経営難による、3億円もの累積赤字が明るみになったのです。
そこに登場したのが、髙田明氏と息子の旭人氏の親子でした。
経営に直接関与してはいないものの、それまでもジャパネットHDは、
地元企業としてスポンサーとなり、クラブを支えていたのです。
「ジャパネットは長崎に育ててもらった会社。なんとか手助けしたい」
危機が叫ばれていたころ、旭人氏はこうした思いを抱いていました。
一時は、他の企業が支援に名乗りをあげますが、その一方でジャパネットは、クラブ側と交渉を進めていきます。
そして同年3月、3年で10億円以上を出資し、経営権を取得する意思を表明したことから、支援が決まります。

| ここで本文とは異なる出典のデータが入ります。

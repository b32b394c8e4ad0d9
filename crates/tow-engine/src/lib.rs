//! TOW Engine - ticket ownership and parallel-assist workflow.
//!
//! The engine enforces one rule above all others: a ticket's owner is
//! set at most once and keeps the ticket until resolution. Everything
//! else (parallel-assist envelopes, the visibility-scoped timeline,
//! dynamic priority, the alert matrix, empowerment routing, the
//! calibration queue) is built around that invariant.
//!
//! # Example
//!
//! ```rust
//! use tow_engine::{EngineConfig, WorkflowEngine};
//! use tow_model::prelude::*;
//! use chrono::Utc;
//!
//! let engine = WorkflowEngine::new(EngineConfig::new());
//! let requester = Contact::new("pat@example.com", "Pat");
//! let requester_id = engine.store().insert_contact(requester);
//! let agent = engine.store().insert_agent(Agent::new("Kim"));
//! let ticket = engine.store().insert_ticket(Ticket::new(
//!     "INC-2024-001234",
//!     "order lost",
//!     requester_id,
//!     Priority::Medium,
//!     Utc::now(),
//! ));
//!
//! let owned = engine.accept_ticket(ticket, agent).unwrap();
//! assert_eq!(owned.owner, Some(agent));
//! // A second accept loses: ownership is set at most once.
//! assert!(engine.accept_ticket(ticket, agent).is_err());
//! ```

#![warn(missing_docs)]

pub mod config;
pub mod effects;
pub mod engine;
pub mod envelope;
pub mod error;
pub mod flags;
pub mod lifecycle;
pub mod ownership;
pub mod resolution;
pub mod store;

pub use config::{EngineConfig, ReopenPolicy, SlaDuringEscalation};
pub use effects::{EffectBus, Notification, NotificationEvent, Notifier, NullNotifier};
pub use engine::WorkflowEngine;
pub use envelope::EnvelopeCoordinator;
pub use error::{EngineError, EnvelopeError, ErrorKind, LifecycleError, OwnershipError};
pub use flags::{flag_effects, CaseFlags, FlagEffect, REPEAT_CONTACT_THRESHOLD};
pub use lifecycle::TicketLifecycle;
pub use ownership::{OwnershipGuard, TransferReason};
pub use resolution::{ResolutionDesk, ResolutionDraft};
pub use store::{TicketSnapshot, WorkflowStore};

/// Version of this crate
pub const VERSION: &str = env!("CARGO_PKG_VERSION");
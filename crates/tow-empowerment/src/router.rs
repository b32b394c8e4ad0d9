//! Amount-based empowerment routing.
//!
//! A submitted resolution lands in one of three empowerment tiers based
//! on its compensation amount against the owning team's thresholds.
//! Certain resolution types can be pinned to a minimum tier regardless
//! of amount; the effective tier is the higher of the two.

use std::collections::HashMap;

use serde::{Deserialize, Serialize};
use thiserror::Error;
use tow_model::{
    CalibrationStatus, EmpowermentConfig, EmpowermentTier, Resolution, ResolutionType,
};

/// Errors from resolution submission and approval.
#[derive(Debug, Clone, PartialEq, Error)]
pub enum ResolutionError {
    /// Approval was requested for a tier that never needs one.
    #[error("tier {tier:?} resolutions do not take an approval step")]
    ApprovalNotRequired {
        /// Tier the resolution actually routed to.
        tier: EmpowermentTier,
    },
    /// The resolution already left the pending-approval state.
    #[error("resolution already decided (status {status:?})")]
    AlreadyDecided {
        /// Status found on the resolution.
        status: CalibrationStatus,
    },
    /// Compensation amounts cannot be negative.
    #[error("compensation amount {amount} is negative")]
    NegativeAmount {
        /// Offending amount.
        amount: f64,
    },
}

/// What the engine should do with a resolution routed to a tier.
#[derive(Debug, Clone, Copy, PartialEq, Eq, Serialize, Deserialize)]
#[serde(rename_all = "snake_case")]
pub enum RoutingOutcome {
    /// Within the agent's own empowerment: save immediately.
    AutoApprove,
    /// Needs a team-lead sign-off before it takes effect.
    RequestApproval,
    /// Saved immediately, but unconditionally enqueued for calibration.
    ForceCalibration,
}

impl RoutingOutcome {
    /// Outcome mandated by a tier.
    #[inline]
    #[must_use]
    pub fn for_tier(tier: EmpowermentTier) -> Self {
        match tier {
            EmpowermentTier::Agent => RoutingOutcome::AutoApprove,
            EmpowermentTier::TeamLead => RoutingOutcome::RequestApproval,
            EmpowermentTier::Manager => RoutingOutcome::ForceCalibration,
        }
    }
}

/// Routing policy: per-type tier floors on top of the per-team
/// amount thresholds.
#[derive(Debug, Clone, Default, Serialize, Deserialize)]
pub struct RouterConfig {
    /// Resolution types pinned to a minimum tier irrespective of amount.
    pub forced_tiers: HashMap<ResolutionType, EmpowermentTier>,
    /// Thresholds used when an agent's team carries no override.
    pub default_empowerment: EmpowermentConfig,
}

/// Stateless router applying a [`RouterConfig`].
#[derive(Debug, Clone, Default)]
pub struct EmpowermentRouter {
    config: RouterConfig,
}

impl EmpowermentRouter {
    /// Creates a router over the given policy.
    #[inline]
    #[must_use]
    pub fn new(config: RouterConfig) -> Self {
        Self { config }
    }

    /// Thresholds to use for a team-less agent.
    #[inline]
    #[must_use]
    pub fn default_empowerment(&self) -> &EmpowermentConfig {
        &self.config.default_empowerment
    }

    /// Determines the effective tier for a submission.
    ///
    /// `None` amounts (non-monetary resolutions) route by type floor
    /// alone, defaulting to the agent tier.
    pub fn tier_for(
        &self,
        empowerment: &EmpowermentConfig,
        resolution_type: ResolutionType,
        amount: Option<f64>,
    ) -> Result<EmpowermentTier, ResolutionError> {
        let amount_tier = match amount {
            Some(a) if a < 0.0 || a.is_nan() => {
                return Err(ResolutionError::NegativeAmount { amount: a })
            }
            Some(a) => empowerment.tier_for_amount(a),
            None => EmpowermentTier::Agent,
        };
        let floor = self
            .config
            .forced_tiers
            .get(&resolution_type)
            .copied()
            .unwrap_or(EmpowermentTier::Agent);
        Ok(amount_tier.max(floor))
    }

    /// Checks that a resolution may still be approved.
    pub fn validate_approval(resolution: &Resolution) -> Result<(), ResolutionError> {
        if resolution.tier != EmpowermentTier::TeamLead {
            return Err(ResolutionError::ApprovalNotRequired {
                tier: resolution.tier,
            });
        }
        if resolution.calibration_status != CalibrationStatus::PendingApproval {
            return Err(ResolutionError::AlreadyDecided {
                status: resolution.calibration_status,
            });
        }
        Ok(())
    }
}

#[cfg(test)]
mod tests {
    use super::*;

    fn router() -> EmpowermentRouter {
        EmpowermentRouter::new(RouterConfig::default())
    }

    #[test]
    fn amounts_route_across_the_three_tiers() {
        let r = router();
        let cfg = EmpowermentConfig::default();
        let tier = |amount| {
            r.tier_for(&cfg, ResolutionType::Refund, Some(amount))
                .unwrap()
        };
        assert_eq!(tier(80.0), EmpowermentTier::Agent);
        assert_eq!(tier(100.0), EmpowermentTier::Agent);
        assert_eq!(tier(300.0), EmpowermentTier::TeamLead);
        assert_eq!(tier(500.0), EmpowermentTier::TeamLead);
        assert_eq!(tier(600.0), EmpowermentTier::Manager);
    }

    #[test]
    fn missing_amount_routes_to_agent_tier() {
        let r = router();
        let tier = r
            .tier_for(
                &EmpowermentConfig::default(),
                ResolutionType::Information,
                None,
            )
            .unwrap();
        assert_eq!(tier, EmpowermentTier::Agent);
    }

    #[test]
    fn negative_amount_is_rejected() {
        let err = router()
            .tier_for(
                &EmpowermentConfig::default(),
                ResolutionType::Refund,
                Some(-5.0),
            )
            .unwrap_err();
        assert!(matches!(err, ResolutionError::NegativeAmount { .. }));
    }

    #[test]
    fn type_floor_overrides_a_small_amount() {
        let mut config = RouterConfig::default();
        config
            .forced_tiers
            .insert(ResolutionType::Credit, EmpowermentTier::TeamLead);
        let r = EmpowermentRouter::new(config);
        let tier = r
            .tier_for(
                &EmpowermentConfig::default(),
                ResolutionType::Credit,
                Some(20.0),
            )
            .unwrap();
        assert_eq!(tier, EmpowermentTier::TeamLead);
        // The floor never lowers an amount-derived tier.
        let tier = r
            .tier_for(
                &EmpowermentConfig::default(),
                ResolutionType::Credit,
                Some(900.0),
            )
            .unwrap();
        assert_eq!(tier, EmpowermentTier::Manager);
    }

    #[test]
    fn tiers_map_to_their_outcomes() {
        assert_eq!(
            RoutingOutcome::for_tier(EmpowermentTier::Agent),
            RoutingOutcome::AutoApprove
        );
        assert_eq!(
            RoutingOutcome::for_tier(EmpowermentTier::TeamLead),
            RoutingOutcome::RequestApproval
        );
        assert_eq!(
            RoutingOutcome::for_tier(EmpowermentTier::Manager),
            RoutingOutcome::ForceCalibration
        );
    }
}
//! Empowerment routing and calibration for ticket resolutions.
//!
//! [`router`] decides which empowerment tier a submitted resolution
//! lands in and what that tier demands (auto-approve, team-lead
//! approval, or forced calibration). [`calibration`] assembles the
//! deterministic weekly review queue of forced entries plus a seeded
//! random sample.

#![warn(missing_docs)]

pub mod calibration;
pub mod router;

pub use calibration::{
    CalibrationError, CalibrationSampler, ResolutionCandidate, SamplerConfig,
};
pub use router::{EmpowermentRouter, ResolutionError, RouterConfig, RoutingOutcome};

「なんとかクラブを変えたい」との思いが通じ、またクラブの株主や、地域からも
「地元企業を優先したい」との声があがったことが決め手となったのです。
V・ファーレン長崎の子会社化
チーム再建にあたり、旭人氏が真っ先に相談を持ちかけたのは、父の明氏でした。
「V・ファーレンという長崎のクラブを経営する上では、人を集める求心力が絶対に必要になる。それは父でないとできない」と考え、クラブの社長就任を要請するのです。
明氏も、
「もしつぶれたら、今まで応援してくれたサポーターや、長崎の子どもたちの夢まで摘んでしまう」
との思いから、社長就任を快諾し、再建のために力を尽くそうと決意します。
ジャパネットHDは、100%株を取得して子会社化し、傘下に収めます。
100%の株式を持つことにこだわったのは、
選手や監督・コーチ、スタッフが、様々な株主の顔色を伺うのではなく、
スタッフは選手のために、選手はファンのためにと「がんばる方向がぶれないこと」
が大事だと考えたからでした。
また、環境を整えるために、素早い経営判断ができるとの考えもありました。
それは、年商2000億円に迫る企業であるジャパネットHDが、未だ上場していないのと同じ理由なのです。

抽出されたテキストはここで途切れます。